======== Records for processing ========

//! Helper functions and utilities
//!
//! This module contains common helper functions used throughout the application.

use std::sync::OnceLock;

use chrono::{DateTime, Local, NaiveDate, Utc};
use rand::Rng;
use regex::Regex;
use uuid::Uuid;

/// Date format used for audit dates and report file names
pub const AUDIT_DATE_FORMAT: &str = "%Y-%m-%d";

/// Generate a new UUID v4
pub fn generate_id() -> String {
    Uuid::new_v4().to_string()
}

/// Generate a random 6-digit numeric invite code
pub fn generate_invite_code() -> String {
    let mut rng = rand::thread_rng();
    rng.gen_range(100_000..1_000_000u32).to_string()
}

/// Check that an invite code is exactly six ASCII digits
pub fn is_valid_invite_code(code: &str) -> bool {
    static INVITE_CODE: OnceLock<Regex> = OnceLock::new();
    INVITE_CODE
        .get_or_init(|| Regex::new(r"^\d{6}$").expect("invite code pattern is valid"))
        .is_match(code)
}

/// Validate email format
pub fn is_valid_email(email: &str) -> bool {
    static EMAIL: OnceLock<Regex> = OnceLock::new();
    EMAIL
        .get_or_init(|| Regex::new(r"^[^@\s]+@[^@\s]+\.[^@\s]+$").expect("email pattern is valid"))
        .is_match(email)
}

/// Calendar day (local timezone) a record created at `timestamp` belongs to
pub fn audit_date_for(timestamp: DateTime<Utc>) -> String {
    timestamp.with_timezone(&Local).format(AUDIT_DATE_FORMAT).to_string()
}

/// Format an audit date
pub fn format_audit_date(date: NaiveDate) -> String {
    date.format(AUDIT_DATE_FORMAT).to_string()
}

/// Parse an audit date string
pub fn parse_audit_date(value: &str) -> Option<NaiveDate> {
    NaiveDate::parse_from_str(value, AUDIT_DATE_FORMAT).ok()
}

/// Format a timestamp for display
pub fn format_timestamp(timestamp: DateTime<Utc>) -> String {
    timestamp.with_timezone(&Local).format("%d.%m.%Y %H:%M").to_string()
}

/// Truncate text to a maximum number of characters with ellipsis
pub fn truncate_text(text: &str, max_chars: usize) -> String {
    if text.chars().count() <= max_chars {
        text.to_string()
    } else {
        let kept: String = text.chars().take(max_chars.saturating_sub(3)).collect();
        format!("{}...", kept.trim_end())
    }
}

/// Normalize whitespace in text
pub fn normalize_whitespace(text: &str) -> String {
    text.split_whitespace().collect::<Vec<_>>().join(" ")
}

/// Sanitize a filename component for safe storage
pub fn sanitize_filename(filename: &str) -> String {
    filename
        .chars()
        .map(|c| {
            if c.is_alphanumeric() || c == '-' || c == '_' {
                c
            } else {
                '_'
            }
        })
        .collect()
}

/// Convert a byte count to megabytes
pub fn bytes_to_megabytes(bytes: u64) -> f64 {
    bytes as f64 / (1024.0 * 1024.0)
}

/// Convert bytes to human readable format
pub fn format_bytes(bytes: u64) -> String {
    const UNITS: &[&str] = &["B", "KB", "MB", "GB", "TB"];
    let mut size = bytes as f64;
    let mut unit_index = 0;

    while size >= 1024.0 && unit_index < UNITS.len() - 1 {
        size /= 1024.0;
        unit_index += 1;
    }

    if unit_index == 0 {
        format!("{} {}", bytes, UNITS[unit_index])
    } else {
        format!("{:.1} {}", size, UNITS[unit_index])
    }
}

#[cfg(test)]
mod tests {
    use super::*;

    #[test]
    fn test_invite_code_shape() {
        for _ in 0..100 {
            let code = generate_invite_code();
            assert_eq!(code.len(), 6);
            assert!(is_valid_invite_code(&code));
        }
        assert!(!is_valid_invite_code("12345"));
        assert!(!is_valid_invite_code("12a456"));
        assert!(!is_valid_invite_code(" 123456"));
    }

    #[test]
    fn test_truncate_text() {
        assert_eq!(truncate_text("hello", 10), "hello");
        assert_eq!(truncate_text("hello world", 8), "hello...");
        assert_eq!(truncate_text("çğüşöı çğüşöı", 9), "çğüşöı...");
    }

    #[test]
    fn test_audit_date_round_trip() {
        let date = NaiveDate::from_ymd_opt(2024, 3, 9).unwrap();
        assert_eq!(format_audit_date(date), "2024-03-09");
        assert_eq!(parse_audit_date("2024-03-09"), Some(date));
        assert_eq!(parse_audit_date("09.03.2024"), None);
    }

    #[test]
    fn test_email_validation() {
        assert!(is_valid_email("line.lead@plant.example"));
        assert!(!is_valid_email("line.lead"));
        assert!(!is_valid_email("a b@c.d"));
    }

    #[test]
    fn test_sanitize_filename() {
        assert_eq!(sanitize_filename("user-1_a"), "user-1_a");
        assert_eq!(sanitize_filename("../etc/passwd"), "___etc_passwd");
    }

    #[test]
    fn test_format_bytes() {
        assert_eq!(format_bytes(1024), "1.0 KB");
        assert_eq!(format_bytes(500), "500 B");
        assert!((bytes_to_megabytes(1_048_576) - 1.0).abs() < f64::EPSILON);
    }
}
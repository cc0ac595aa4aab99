//! Problem model

use chrono::{DateTime, Utc};
use serde::{Deserialize, Serialize};
use sqlx::FromRow;

#[derive(Debug, Clone, Copy, PartialEq, Eq, Hash, Serialize, Deserialize, sqlx::Type)]
#[serde(rename_all = "SCREAMING_SNAKE_CASE")]
#[sqlx(rename_all = "SCREAMING_SNAKE_CASE")]
pub enum ProblemPriority {
    Low,
    Medium,
    High,
    Critical,
}

impl ProblemPriority {
    pub fn label(self) -> &'static str {
        match self {
            ProblemPriority::Low => "Low",
            ProblemPriority::Medium => "Medium",
            ProblemPriority::High => "High",
            ProblemPriority::Critical => "Critical",
        }
    }
}

/// Problem status.
///
/// Any status may be set from any other status; there is no enforced order.
#[derive(Debug, Clone, Copy, PartialEq, Eq, Hash, Serialize, Deserialize, sqlx::Type)]
#[serde(rename_all = "SCREAMING_SNAKE_CASE")]
#[sqlx(rename_all = "SCREAMING_SNAKE_CASE")]
pub enum ProblemStatus {
    Open,
    InProgress,
    Resolved,
    Verified,
}

impl ProblemStatus {
    pub const ALL: [ProblemStatus; 4] = [
        ProblemStatus::Open,
        ProblemStatus::InProgress,
        ProblemStatus::Resolved,
        ProblemStatus::Verified,
    ];

    /// Column value as persisted in the `problems.status` column
    pub fn as_str(self) -> &'static str {
        match self {
            ProblemStatus::Open => "OPEN",
            ProblemStatus::InProgress => "IN_PROGRESS",
            ProblemStatus::Resolved => "RESOLVED",
            ProblemStatus::Verified => "VERIFIED",
        }
    }

    pub fn parse(value: &str) -> Option<Self> {
        Self::ALL.into_iter().find(|status| status.as_str() == value)
    }

    pub fn label(self) -> &'static str {
        match self {
            ProblemStatus::Open => "Open",
            ProblemStatus::InProgress => "In progress",
            ProblemStatus::Resolved => "Resolved",
            ProblemStatus::Verified => "Verified",
        }
    }

    /// Counts toward the resolution rate
    pub fn is_resolved(self) -> bool {
        match self {
            ProblemStatus::Resolved | ProblemStatus::Verified => true,
            ProblemStatus::Open | ProblemStatus::InProgress => false,
        }
    }
}

#[derive(Debug, Clone, PartialEq, Serialize, Deserialize, FromRow)]
pub struct Problem {
    pub id: String,
    pub group_id: String,
    pub description: String,
    pub location: String,
    pub priority: ProblemPriority,
    pub status: ProblemStatus,
    pub auditor_id: String,
    pub auditor_name: String,
    pub image_path: String,
    pub created_at: DateTime<Utc>,
    /// `yyyy-MM-dd`, fixed at creation
    pub audit_date: String,
}

/// Input of the add-problem flow
#[derive(Debug, Clone, Serialize, Deserialize)]
pub struct NewProblem {
    pub group_id: String,
    pub description: String,
    pub location: String,
    pub priority: ProblemPriority,
}

#[cfg(test)]
mod tests {
    use super::*;

    #[test]
    fn test_status_parse_matches_column_values() {
        for status in ProblemStatus::ALL {
            assert_eq!(ProblemStatus::parse(status.as_str()), Some(status));
        }
        assert_eq!(ProblemStatus::parse("open"), None);
    }

    #[test]
    fn test_status_serializes_like_the_column() {
        let json = serde_json::to_string(&ProblemStatus::InProgress).unwrap();
        assert_eq!(json, "\"IN_PROGRESS\"");
    }
}
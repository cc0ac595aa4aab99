//! User model

use chrono::{DateTime, Utc};
use serde::{Deserialize, Serialize};
use sqlx::FromRow;

/// Role of a local user on the factory floor
#[derive(Debug, Clone, Copy, PartialEq, Eq, Hash, Serialize, Deserialize, sqlx::Type)]
#[serde(rename_all = "SCREAMING_SNAKE_CASE")]
#[sqlx(rename_all = "SCREAMING_SNAKE_CASE")]
pub enum UserRole {
    Auditor,
    User,
}

impl UserRole {
    pub fn can_report_problems(self) -> bool {
        match self {
            UserRole::Auditor => true,
            UserRole::User => false,
        }
    }
}

#[derive(Debug, Clone, PartialEq, Serialize, Deserialize, FromRow)]
pub struct User {
    pub id: String,
    pub name: String,
    pub email: String,
    pub department: String,
    pub role: UserRole,
    pub created_at: DateTime<Utc>,
}

#[derive(Debug, Clone, Serialize, Deserialize)]
pub struct CreateUserRequest {
    pub name: String,
    pub email: String,
    pub department: String,
    pub role: UserRole,
}

impl User {
    pub fn from_request(id: String, request: CreateUserRequest, created_at: DateTime<Utc>) -> Self {
        Self {
            id,
            name: request.name,
            email: request.email,
            department: request.department,
            role: request.role,
            created_at,
        }
    }
}

/// Signed-in account profile, stored in the remote `users` collection
#[derive(Debug, Clone, PartialEq, Serialize, Deserialize)]
#[serde(rename_all = "camelCase")]
pub struct AppUser {
    pub uid: String,
    pub email: String,
    pub display_name: String,
    #[serde(default)]
    pub photo_url: Option<String>,
    pub created_at: DateTime<Utc>,
}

========

What to do:
Taking the material above one line at a time, count the lines that include "const" as a word or string, and give only that number.

Answer below:
3